What the U.S. Government Told Soldiers About Communism in 1955

At the height of the Cold War, the United States government produced films like this one to show its own military personnel what they believed they were up against. Communist Blueprint For Conquest is Armed Forces Information Film No. 76, produced in 1955 by the U.S. Armed Forces Information Service and featuring Boris H. Klosson of the Department of State — a career Foreign Service officer who specialised in Soviet affairs — walking soldiers through the precise methods and techniques the Communist Party used to seize power in a country. Step by step. Country by country. Using animation, schematic charts, and the flat authority of a man who genuinely believed every word he was saying.
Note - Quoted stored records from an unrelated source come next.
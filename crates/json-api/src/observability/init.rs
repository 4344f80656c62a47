//! Subscriber setup and exporter lifecycle.

use std::time::Duration;

use opentelemetry::{KeyValue, global, trace::TracerProvider as _};
use opentelemetry_otlp::{SpanExporter, WithExportConfig};
use opentelemetry_sdk::{
    Resource,
    propagation::TraceContextPropagator,
    trace::{Sampler, SdkTracerProvider},
};
use thiserror::Error;
use tracing::warn;
use tracing_subscriber::{
    EnvFilter, Layer, Registry, layer::SubscriberExt, util::SubscriberInitExt,
};

use crate::config::{
    ServerConfig,
    telemetry::{LogFormat, LoggingConfig, TracingConfig},
};

use super::settings;

/// Dependencies that only speak up at `warn` unless `RUST_LOG` overrides them.
const QUIET_TARGETS: [&str; 6] = ["h2", "hyper", "opentelemetry", "reqwest", "sqlx", "tonic"];

#[derive(Debug, Error)]
pub(crate) enum ObservabilityError {
    #[error("could not build the OTLP span exporter: {0}")]
    Exporter(#[from] opentelemetry_otlp::ExporterBuildError),

    #[error("a global tracing subscriber is already installed: {0}")]
    Subscriber(#[from] tracing_subscriber::util::TryInitError),
}

/// Keeps the span exporter alive until [`Observability::shutdown`].
#[derive(Debug)]
pub(crate) struct Observability {
    provider: Option<SdkTracerProvider>,
}

impl Observability {
    pub(crate) fn init(config: &ServerConfig) -> Result<Self, ObservabilityError> {
        settings::install(config);

        let provider = config
            .tracing
            .enabled
            .then(|| tracer_provider(&config.tracing))
            .transpose()?;

        if provider.is_some() {
            global::set_text_map_propagator(TraceContextPropagator::new());
        }

        let otel_layer = provider.as_ref().map(|provider| {
            tracing_opentelemetry::layer()
                .with_tracer(provider.tracer(config.tracing.service_name.clone()))
        });

        tracing_subscriber::registry()
            .with(fmt_layer(config.logging.log_format))
            .with(env_filter(&config.logging))
            .with(otel_layer)
            .try_init()?;

        Ok(Self { provider })
    }

    /// Flushes buffered spans.
    pub(crate) fn shutdown(self) {
        let Some(provider) = self.provider else {
            return;
        };

        if let Err(source) = provider.shutdown() {
            warn!(error = %source, "span exporter did not shut down cleanly");
        }
    }
}

fn fmt_layer(format: LogFormat) -> Box<dyn Layer<Registry> + Send + Sync> {
    let layer = tracing_subscriber::fmt::layer().with_target(true);

    match format {
        LogFormat::Compact => layer
            .compact()
            .with_file(true)
            .with_line_number(true)
            .boxed(),
        LogFormat::Json => layer
            .json()
            .with_current_span(true)
            .with_span_list(true)
            .boxed(),
    }
}

fn env_filter(config: &LoggingConfig) -> EnvFilter {
    EnvFilter::try_from_default_env().unwrap_or_else(|_| {
        let quiet = QUIET_TARGETS.map(|target| format!("{target}=warn")).join(",");

        EnvFilter::new(format!("{},{quiet}", config.log_level))
    })
}

fn tracer_provider(config: &TracingConfig) -> Result<SdkTracerProvider, ObservabilityError> {
    let exporter = SpanExporter::builder()
        .with_tonic()
        .with_endpoint(config.endpoint.clone())
        .with_timeout(Duration::from_secs(config.timeout_secs))
        .build()?;

    let resource = Resource::builder_empty()
        .with_service_name(config.service_name.clone())
        .with_attributes([
            KeyValue::new("service.version", env!("CARGO_PKG_VERSION")),
            KeyValue::new("deployment.environment.name", config.environment.clone()),
        ])
        .build();

    let sampler = Sampler::TraceIdRatioBased(config.sample_ratio.clamp(0.0, 1.0));

    Ok(SdkTracerProvider::builder()
        .with_sampler(Sampler::ParentBased(Box::new(sampler)))
        .with_resource(resource)
        .with_batch_exporter(exporter)
        .build())
}

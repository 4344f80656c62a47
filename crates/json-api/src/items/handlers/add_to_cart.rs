//! Add Item to Cart Handler

use std::sync::Arc;

use salvo::{oapi::extract::PathParam, prelude::*};

use cart_app::domain::{carts::models::CartId, products::models::ProductId};

use crate::{
    carts::{self, models::CartResponse},
    errors::ApiError,
    extensions::*,
    state::State,
};

/// Add Item to Cart Handler
///
/// Sets the quantity of a product in a cart, adding an item when the cart
/// does not hold that product yet. Returns the updated cart.
#[endpoint(
    tags("items"),
    summary = "Add Item to Cart",
    security(("bearer_auth" = [])),
    responses(
        (status_code = StatusCode::CREATED, description = "Item stored in cart"),
    ),
)]
#[tracing::instrument(
    name = "items.add_to_cart",
    skip(cart, product, quantity, depot, res),
    fields(
        cart_id = tracing::field::Empty,
        product_id = tracing::field::Empty
    ),
    err
)]
pub(crate) async fn handler(
    cart: PathParam<i64>,
    product: PathParam<i64>,
    quantity: PathParam<String>,
    depot: &mut Depot,
    res: &mut Response,
) -> Result<Json<CartResponse>, ApiError> {
    let state = depot.obtain_or_500::<Arc<State>>()?;
    let cart = CartId::from_i64(cart.into_inner());
    let product = ProductId::from_i64(product.into_inner());
    let quantity = quantity_param(&quantity.into_inner())?;

    let span = tracing::Span::current();

    span.record("cart_id", cart.into_i64());
    span.record("product_id", product.into_i64());

    let cart = state
        .app
        .carts
        .add_item_to_cart(cart, product, quantity)
        .await
        .map_err(carts::into_api_error)?;

    res.status_code(StatusCode::CREATED);

    Ok(Json(cart.into()))
}

#[cfg(test)]
mod tests {
    use salvo::test::{ResponseExt, TestClient};
    use testresult::TestResult;

    use cart_app::domain::carts::{CartsServiceError, MockCartsService};

    use crate::{
        errors::ErrorResponse,
        test_helpers::{carts_service, make_cart, make_item},
    };

    use super::*;

    fn make_service(carts: MockCartsService) -> Service {
        carts_service(
            carts,
            Router::with_path("items/cart/{cart:num}/product/{product:num}/quantity/{quantity}")
                .post(handler),
        )
    }

    #[tokio::test]
    async fn test_add_to_cart_returns_201_with_cart() -> TestResult {
        let mut carts = MockCartsService::new();

        carts
            .expect_add_item_to_cart()
            .once()
            .withf(|cart, product, quantity| {
                *cart == CartId::from_i64(1) && *product == ProductId::from_i64(2) && *quantity == 3
            })
            .return_once(|_, _, _| Ok(make_cart(1, vec![make_item(10, 1, 2, 3)])));

        let mut res = TestClient::post("http://example.com/items/cart/1/product/2/quantity/3")
            .send(&make_service(carts))
            .await;

        let body: CartResponse = res.take_json().await?;

        assert_eq!(res.status_code, Some(StatusCode::CREATED));
        assert_eq!(body.items.len(), 1, "expected one item, got {body:?}");

        Ok(())
    }

    #[tokio::test]
    async fn test_add_to_cart_unknown_product_returns_404() -> TestResult {
        let mut carts = MockCartsService::new();

        carts
            .expect_add_item_to_cart()
            .once()
            .return_once(|_, product, _| Err(CartsServiceError::ProductNotFound(product)));

        let mut res = TestClient::post("http://example.com/items/cart/1/product/77/quantity/3")
            .send(&make_service(carts))
            .await;

        let body: ErrorResponse = res.take_json().await?;

        assert_eq!(res.status_code, Some(StatusCode::NOT_FOUND));
        assert_eq!(body.message, "No se encontró el producto N°77");

        Ok(())
    }

    #[tokio::test]
    async fn test_add_to_cart_negative_quantity_returns_400() -> TestResult {
        let mut carts = MockCartsService::new();

        carts
            .expect_add_item_to_cart()
            .once()
            .withf(|_, _, quantity| *quantity == -2)
            .return_once(|_, _, _| Err(CartsServiceError::InvalidQuantity));

        let res = TestClient::post("http://example.com/items/cart/1/product/2/quantity/-2")
            .send(&make_service(carts))
            .await;

        assert_eq!(res.status_code, Some(StatusCode::BAD_REQUEST));

        Ok(())
    }

    #[tokio::test]
    async fn test_add_to_cart_non_numeric_quantity_returns_json_400() -> TestResult {
        let carts = MockCartsService::new();

        let mut res = TestClient::post("http://example.com/items/cart/1/product/2/quantity/abc")
            .send(&make_service(carts))
            .await;

        let body: ErrorResponse = res.take_json().await?;

        assert_eq!(res.status_code, Some(StatusCode::BAD_REQUEST));
        assert_eq!(body.status, 400);
        assert_eq!(body.message, "La cantidad ingresada es inválida.");

        Ok(())
    }
}
//! Users service client

mod client;
pub mod errors;
pub mod models;

pub use client::*;
pub use errors::UsersClientError;
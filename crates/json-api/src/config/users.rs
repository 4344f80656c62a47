//! Users Service Config

use std::time::Duration;

use clap::Args;

use cart_app::users::UsersClientConfig;

/// Users service connection settings.
#[derive(Debug, Args)]
pub struct UsersServiceConfig {
    /// Base URL of the Users service
    #[arg(long, env = "USERS_SERVICE_URL", default_value = "http://localhost:9001")]
    pub users_service_url: String,

    /// Per-request timeout for Users service calls, in milliseconds
    #[arg(long, env = "USERS_SERVICE_TIMEOUT_MS", default_value_t = 2_000_u64)]
    pub users_service_timeout_ms: u64,
}

impl UsersServiceConfig {
    #[must_use]
    pub fn client_config(&self) -> UsersClientConfig {
        UsersClientConfig {
            base_url: self.users_service_url.clone(),
            timeout: Duration::from_millis(self.users_service_timeout_ms),
        }
    }
}
//! Products

pub mod errors;
pub mod models;
pub(crate) mod repository;
pub mod service;

pub use errors::ProductsServiceError;
pub use service::*;
//! HTTP client for the Users service.

use std::time::Duration;

use async_trait::async_trait;
use mockall::automock;
use reqwest::{Client, StatusCode};
use tracing::warn;

use crate::users::{errors::UsersClientError, models::UserResponse};

/// Users service connection settings.
#[derive(Debug, Clone)]
pub struct UsersClientConfig {
    pub base_url: String,
    pub timeout: Duration,
}

/// Looks users up in the external Users service.
///
/// Calls never fail: transport errors, timeouts and unexpected statuses are
/// replaced by [`UserResponse::fallback`].
#[automock]
#[async_trait]
pub trait UsersClient: Send + Sync {
    /// `None` when the Users service reports that the user does not exist.
    async fn get_user_by_user_id(&self, user_id: i32) -> Option<UserResponse>;
}

#[derive(Debug, Clone)]
pub struct HttpUsersClient {
    client: Client,
    base_url: String,
}

impl HttpUsersClient {
    /// Build a client with the configured request timeout.
    ///
    /// # Errors
    ///
    /// Returns an error if the underlying HTTP client cannot be constructed.
    pub fn new(config: &UsersClientConfig) -> Result<Self, UsersClientError> {
        let client = Client::builder()
            .timeout(config.timeout)
            .build()
            .map_err(UsersClientError::Build)?;

        Ok(Self {
            client,
            base_url: config.base_url.trim_end_matches('/').to_string(),
        })
    }

    async fn fetch_user(&self, user_id: i32) -> Result<Option<UserResponse>, UsersClientError> {
        let response = self
            .client
            .get(format!("{}/user/{user_id}", self.base_url))
            .send()
            .await?;

        match response.status() {
            StatusCode::NOT_FOUND => Ok(None),
            status if status.is_success() => Ok(Some(response.json().await?)),
            status => Err(UsersClientError::Status(status)),
        }
    }
}

#[async_trait]
impl UsersClient for HttpUsersClient {
    async fn get_user_by_user_id(&self, user_id: i32) -> Option<UserResponse> {
        self.fetch_user(user_id).await.unwrap_or_else(|error| {
            warn!(user_id, error = %error, "users service lookup failed, using fallback");

            Some(UserResponse::fallback())
        })
    }
}

#[cfg(test)]
mod tests {
    use std::time::Duration;

    use serde_json::json;
    use testresult::TestResult;
    use wiremock::{
        Mock, MockServer, ResponseTemplate,
        matchers::{method, path},
    };

    use super::*;

    fn client_for(base_url: String, timeout: Duration) -> Result<HttpUsersClient, UsersClientError> {
        HttpUsersClient::new(&UsersClientConfig { base_url, timeout })
    }

    #[tokio::test]
    async fn get_user_returns_user_on_success() -> TestResult {
        let server = MockServer::start().await;

        Mock::given(method("GET"))
            .and(path("/user/7"))
            .respond_with(ResponseTemplate::new(200).set_body_json(json!({
                "id": 7,
                "name": "Grace",
                "lastName": "Hopper",
            })))
            .expect(1)
            .mount(&server)
            .await;

        let client = client_for(server.uri(), Duration::from_secs(2))?;

        let user = client.get_user_by_user_id(7).await;

        assert_eq!(
            user,
            Some(UserResponse {
                id: 7,
                name: Some("Grace".to_string()),
                last_name: Some("Hopper".to_string()),
            })
        );

        Ok(())
    }

    #[tokio::test]
    async fn get_user_returns_none_when_user_is_missing() -> TestResult {
        let server = MockServer::start().await;

        Mock::given(method("GET"))
            .and(path("/user/8"))
            .respond_with(ResponseTemplate::new(404))
            .mount(&server)
            .await;

        let client = client_for(server.uri(), Duration::from_secs(2))?;

        assert_eq!(client.get_user_by_user_id(8).await, None);

        Ok(())
    }

    #[tokio::test]
    async fn get_user_server_error_returns_fallback() -> TestResult {
        let server = MockServer::start().await;

        Mock::given(method("GET"))
            .and(path("/user/9"))
            .respond_with(ResponseTemplate::new(500))
            .mount(&server)
            .await;

        let client = client_for(server.uri(), Duration::from_secs(2))?;

        let user = client.get_user_by_user_id(9).await;

        assert!(user.is_some_and(|user| user.is_fallback()));

        Ok(())
    }

    #[tokio::test]
    async fn get_user_timeout_returns_fallback() -> TestResult {
        let server = MockServer::start().await;

        Mock::given(method("GET"))
            .and(path("/user/10"))
            .respond_with(
                ResponseTemplate::new(200)
                    .set_body_json(json!({ "id": 10 }))
                    .set_delay(Duration::from_millis(500)),
            )
            .mount(&server)
            .await;

        let client = client_for(server.uri(), Duration::from_millis(50))?;

        let user = client.get_user_by_user_id(10).await;

        assert!(user.is_some_and(|user| user.is_fallback()));

        Ok(())
    }

    #[tokio::test]
    async fn get_user_unreachable_service_returns_fallback() -> TestResult {
        let client = client_for("http://127.0.0.1:1".to_string(), Duration::from_millis(200))?;

        let user = client.get_user_by_user_id(1).await;

        assert!(user.is_some_and(|user| user.is_fallback()));

        Ok(())
    }
}
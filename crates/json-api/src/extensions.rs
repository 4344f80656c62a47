//! Conveniences on salvo's `Depot` and `Response`.

use std::any::Any;

use salvo::{
    http::{StatusCode, header::LOCATION},
    prelude::{Depot, Response},
};
use tracing::error;

use cart_app::auth::ApiTokenUuid;

use crate::errors::ApiError;

const API_TOKEN_KEY: &str = "api_token_uuid";
const INVALID_QUANTITY_MESSAGE: &str = "La cantidad ingresada es inválida.";

pub(crate) trait DepotExt {
    /// Injected values are wiring, so a missing one is a 500.
    fn obtain_or_500<T: Any + Send + Sync>(&self) -> Result<&T, ApiError>;

    fn insert_api_token(&mut self, token: ApiTokenUuid);

    /// Token the auth hoop accepted for this request.
    fn api_token(&self) -> Option<ApiTokenUuid>;
}

impl DepotExt for Depot {
    fn obtain_or_500<T: Any + Send + Sync>(&self) -> Result<&T, ApiError> {
        self.obtain::<T>().map_err(|_missing| {
            error!(
                missing = std::any::type_name::<T>(),
                "depot value not injected"
            );

            ApiError::internal()
        })
    }

    fn insert_api_token(&mut self, token: ApiTokenUuid) {
        self.insert(API_TOKEN_KEY, token);
    }

    fn api_token(&self) -> Option<ApiTokenUuid> {
        self.get::<ApiTokenUuid>(API_TOKEN_KEY).ok().copied()
    }
}

pub(crate) trait CreatedExt {
    /// `201 Created` pointing at the new resource.
    fn created_at(&mut self, location: &str) -> Result<(), ApiError>;
}

impl CreatedExt for Response {
    fn created_at(&mut self, location: &str) -> Result<(), ApiError> {
        self.add_header(LOCATION, location, true).map_err(|source| {
            error!(%source, location, "invalid Location header");

            ApiError::internal()
        })?;

        self.status_code(StatusCode::CREATED);

        Ok(())
    }
}

/// A `{quantity}` path segment that is not an `i32` is a 400, like a
/// non-positive one.
pub(crate) fn quantity_param(raw: &str) -> Result<i32, ApiError> {
    raw.parse()
        .map_err(|_invalid| ApiError::new(StatusCode::BAD_REQUEST, INVALID_QUANTITY_MESSAGE))
}

#[cfg(test)]
mod tests {
    use super::*;

    #[test]
    fn created_at_sets_status_and_location() -> Result<(), ApiError> {
        let mut res = Response::new();

        res.created_at("/carts/3")?;

        assert_eq!(res.status_code, Some(StatusCode::CREATED));
        assert_eq!(
            res.headers().get(LOCATION).and_then(|value| value.to_str().ok()),
            Some("/carts/3")
        );

        Ok(())
    }

    #[test]
    fn quantity_param_accepts_signed_integers() -> Result<(), ApiError> {
        assert_eq!(quantity_param("7")?, 7);
        assert_eq!(quantity_param("-1")?, -1);

        Ok(())
    }

    #[test]
    fn quantity_param_rejects_non_numbers_as_bad_request() {
        for raw in ["abc", "1.5", "", "99999999999"] {
            let error = quantity_param(raw).err();

            assert_eq!(
                error.map(|error| error.status()),
                Some(StatusCode::BAD_REQUEST),
                "{raw:?} should be rejected"
            );
        }
    }

    #[test]
    fn missing_depot_value_is_internal_error() {
        let depot = Depot::new();

        assert!(depot.obtain_or_500::<String>().is_err());
        assert!(depot.api_token().is_none());
    }
}
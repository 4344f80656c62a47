//! Carts service.

use std::{fmt, sync::Arc};

use async_trait::async_trait;
use mockall::automock;
use rustc_hash::FxHashMap;
use sqlx::{Postgres, Transaction};

use crate::{
    database::Db,
    domain::{
        carts::{
            errors::CartsServiceError,
            models::{Cart, CartId, CartItemInput, NewCart},
            repository::PgCartsRepository,
        },
        items::{
            models::{Item, ItemId, NewItem, is_valid_quantity},
            repository::PgItemsRepository,
        },
        products::{models::ProductId, repository::PgProductsRepository},
    },
    users::UsersClient,
};

#[derive(Clone)]
pub struct PgCartsService {
    db: Db,
    repository: PgCartsRepository,
    items_repository: PgItemsRepository,
    products_repository: PgProductsRepository,
    users: Arc<dyn UsersClient>,
}

impl fmt::Debug for PgCartsService {
    fn fmt(&self, f: &mut fmt::Formatter<'_>) -> fmt::Result {
        f.debug_struct("PgCartsService")
            .field("db", &self.db)
            .finish_non_exhaustive()
    }
}

impl PgCartsService {
    #[must_use]
    pub fn new(db: Db, users: Arc<dyn UsersClient>) -> Self {
        Self {
            db,
            repository: PgCartsRepository::new(),
            items_repository: PgItemsRepository::new(),
            products_repository: PgProductsRepository::new(),
            users,
        }
    }

    async fn verify_user(&self, user_id: i32) -> Result<(), CartsServiceError> {
        match self.users.get_user_by_user_id(user_id).await {
            None => Err(CartsServiceError::UserNotFound(user_id)),
            Some(user) if user.is_fallback() => Err(CartsServiceError::UsersServiceUnavailable),
            Some(_) => Ok(()),
        }
    }

    async fn load_items(
        &self,
        tx: &mut Transaction<'_, Postgres>,
        cart: &mut Cart,
    ) -> Result<(), CartsServiceError> {
        let items = self
            .items_repository
            .list_items_for_carts(tx, &[cart.id])
            .await?;

        cart.extend_items(items);

        Ok(())
    }

    /// Lock the cart row for the rest of the transaction and load its items.
    async fn lock_cart(
        &self,
        tx: &mut Transaction<'_, Postgres>,
        cart: CartId,
    ) -> Result<Cart, CartsServiceError> {
        let mut locked = self
            .repository
            .lock_cart(tx, cart)
            .await?
            .ok_or(CartsServiceError::NotFound(cart))?;

        self.load_items(tx, &mut locked).await?;

        Ok(locked)
    }

    /// Replace the quantity of the item holding `product`, or add a new item for it.
    async fn reconcile(
        &self,
        tx: &mut Transaction<'_, Postgres>,
        cart: &mut Cart,
        product: ProductId,
        quantity: i32,
    ) -> Result<(), CartsServiceError> {
        if let Some(existing) = cart.item_for_product(product).map(|item| item.id) {
            let updated = self
                .items_repository
                .update_quantity(tx, existing, quantity)
                .await?
                .ok_or(CartsServiceError::ItemNotFound(existing))?;

            cart.items.insert(updated.id, updated);

            return Ok(());
        }

        if !self
            .products_repository
            .product_exists(tx, product)
            .await?
        {
            return Err(CartsServiceError::ProductNotFound(product));
        }

        let created = self
            .items_repository
            .create_item(
                tx,
                &NewItem {
                    id: None,
                    quantity,
                    cart_id: cart.id,
                    product_id: product,
                },
            )
            .await?;

        cart.items.insert(created.id, created);

        Ok(())
    }
}

#[async_trait]
impl CartsService for PgCartsService {
    async fn list_carts(&self) -> Result<Vec<Cart>, CartsServiceError> {
        let mut tx = self.db.begin().await?;

        let mut carts = self.repository.list_carts(&mut tx).await?;

        let ids: Vec<CartId> = carts.iter().map(|cart| cart.id).collect();

        let items = self
            .items_repository
            .list_items_for_carts(&mut tx, &ids)
            .await?;

        tx.commit().await?;

        let mut by_cart: FxHashMap<CartId, Vec<Item>> = FxHashMap::default();

        for item in items {
            by_cart.entry(item.cart_id).or_default().push(item);
        }

        for cart in &mut carts {
            if let Some(items) = by_cart.remove(&cart.id) {
                cart.extend_items(items);
            }
        }

        Ok(carts)
    }

    async fn get_cart(&self, cart: CartId) -> Result<Cart, CartsServiceError> {
        let mut tx = self.db.begin().await?;

        let mut found = self
            .repository
            .get_cart(&mut tx, cart)
            .await?
            .ok_or(CartsServiceError::NotFound(cart))?;

        self.load_items(&mut tx, &mut found).await?;

        tx.commit().await?;

        Ok(found)
    }

    async fn get_cart_items(&self, cart: CartId) -> Result<Vec<Item>, CartsServiceError> {
        let found = self.get_cart(cart).await?;

        let mut items: Vec<Item> = found.items.into_values().collect();

        items.sort_by_key(|item| item.id);

        Ok(items)
    }

    async fn create_cart(&self, cart: NewCart) -> Result<Cart, CartsServiceError> {
        self.verify_user(cart.user_id).await?;

        let mut tx = self.db.begin().await?;

        let created = self.repository.create_cart(&mut tx, &cart).await?;

        tx.commit().await?;

        Ok(created)
    }

    async fn find_by_user_id(&self, user_id: i32) -> Result<Cart, CartsServiceError> {
        self.verify_user(user_id).await?;

        let mut tx = self.db.begin().await?;

        let mut found = self
            .repository
            .find_by_user_id(&mut tx, user_id)
            .await?
            .ok_or(CartsServiceError::NoCartForUser(user_id))?;

        self.load_items(&mut tx, &mut found).await?;

        tx.commit().await?;

        Ok(found)
    }

    async fn add_item_to_cart(
        &self,
        cart: CartId,
        product: ProductId,
        quantity: i32,
    ) -> Result<Cart, CartsServiceError> {
        if !is_valid_quantity(quantity) {
            return Err(CartsServiceError::InvalidQuantity);
        }

        let mut tx = self.db.begin().await?;

        let mut locked = self.lock_cart(&mut tx, cart).await?;

        self.reconcile(&mut tx, &mut locked, product, quantity)
            .await?;

        tx.commit().await?;

        Ok(locked)
    }

    async fn add_items_to_cart(
        &self,
        cart: CartId,
        items: Vec<CartItemInput>,
    ) -> Result<Cart, CartsServiceError> {
        if items.iter().any(|item| item.id.is_some()) {
            return Err(CartsServiceError::UnexpectedItemId);
        }

        if !items.iter().all(|item| is_valid_quantity(item.quantity)) {
            return Err(CartsServiceError::InvalidQuantity);
        }

        let mut tx = self.db.begin().await?;

        let mut locked = self.lock_cart(&mut tx, cart).await?;

        for item in items {
            self.reconcile(&mut tx, &mut locked, item.product_id, item.quantity)
                .await?;
        }

        tx.commit().await?;

        Ok(locked)
    }

    async fn delete_item_from_cart(
        &self,
        cart: CartId,
        item: ItemId,
    ) -> Result<Cart, CartsServiceError> {
        let mut tx = self.db.begin().await?;

        let mut locked = self.lock_cart(&mut tx, cart).await?;

        if locked.items.remove(&item).is_none() {
            return Err(CartsServiceError::ItemNotFound(item));
        }

        self.items_repository.delete_item(&mut tx, item).await?;

        tx.commit().await?;

        Ok(locked)
    }

    async fn delete_cart(&self, cart: CartId) -> Result<(), CartsServiceError> {
        let mut tx = self.db.begin().await?;

        let rows_affected = self.repository.delete_cart(&mut tx, cart).await?;

        if rows_affected == 0 {
            return Err(CartsServiceError::NotFound(cart));
        }

        tx.commit().await?;

        Ok(())
    }

    async fn delete_cart_by_user_id(&self, user_id: i32) -> Result<(), CartsServiceError> {
        let mut tx = self.db.begin().await?;

        let found = self
            .repository
            .find_by_user_id(&mut tx, user_id)
            .await?
            .ok_or(CartsServiceError::NoCartForUser(user_id))?;

        self.repository.delete_cart(&mut tx, found.id).await?;

        tx.commit().await?;

        Ok(())
    }
}

#[automock]
#[async_trait]
pub trait CartsService: Send + Sync {
    /// Retrieves every cart with its items.
    async fn list_carts(&self) -> Result<Vec<Cart>, CartsServiceError>;

    /// Retrieve a single cart.
    async fn get_cart(&self, cart: CartId) -> Result<Cart, CartsServiceError>;

    /// Items of a cart, ordered by id.
    async fn get_cart_items(&self, cart: CartId) -> Result<Vec<Item>, CartsServiceError>;

    /// Creates a new, empty cart once the owning user has been confirmed.
    async fn create_cart(&self, cart: NewCart) -> Result<Cart, CartsServiceError>;

    /// Retrieve the cart assigned to a user.
    async fn find_by_user_id(&self, user_id: i32) -> Result<Cart, CartsServiceError>;

    /// Set the quantity of `product` in the cart, adding an item when the
    /// cart does not reference that product yet.
    async fn add_item_to_cart(
        &self,
        cart: CartId,
        product: ProductId,
        quantity: i32,
    ) -> Result<Cart, CartsServiceError>;

    /// Apply [`CartsService::add_item_to_cart`] for every entry, all or nothing.
    async fn add_items_to_cart(
        &self,
        cart: CartId,
        items: Vec<CartItemInput>,
    ) -> Result<Cart, CartsServiceError>;

    /// Remove one item from the cart.
    async fn delete_item_from_cart(
        &self,
        cart: CartId,
        item: ItemId,
    ) -> Result<Cart, CartsServiceError>;

    /// Deletes a cart together with its items.
    async fn delete_cart(&self, cart: CartId) -> Result<(), CartsServiceError>;

    /// Deletes the cart assigned to a user.
    async fn delete_cart_by_user_id(&self, user_id: i32) -> Result<(), CartsServiceError>;
}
The film covers the full playbook as Washington understood it at the time: infiltration of trade unions and labour movements, the targeting of artists and intellectuals, the manipulation of class grievances, the use of a disciplined party minority to control a disorganised majority, and the final consolidation of power once democratic institutions had been hollowed out from within. Whether you regard this as accurate historical analysis, Cold War propaganda, or some combination of both, it is a remarkable document of how the United States government thought about the communist threat in 1955 — and what it deemed important enough to teach to every soldier in uniform. The film arrived via the Delaware County Committee on Patriotism, a collection of 118 release prints produced largely by organisations on the American political right between the 1950s and 1970s. It begins abruptly — the first reel is missing — and what survives is described in the Army's own index as covering "the Weapon of Subversion."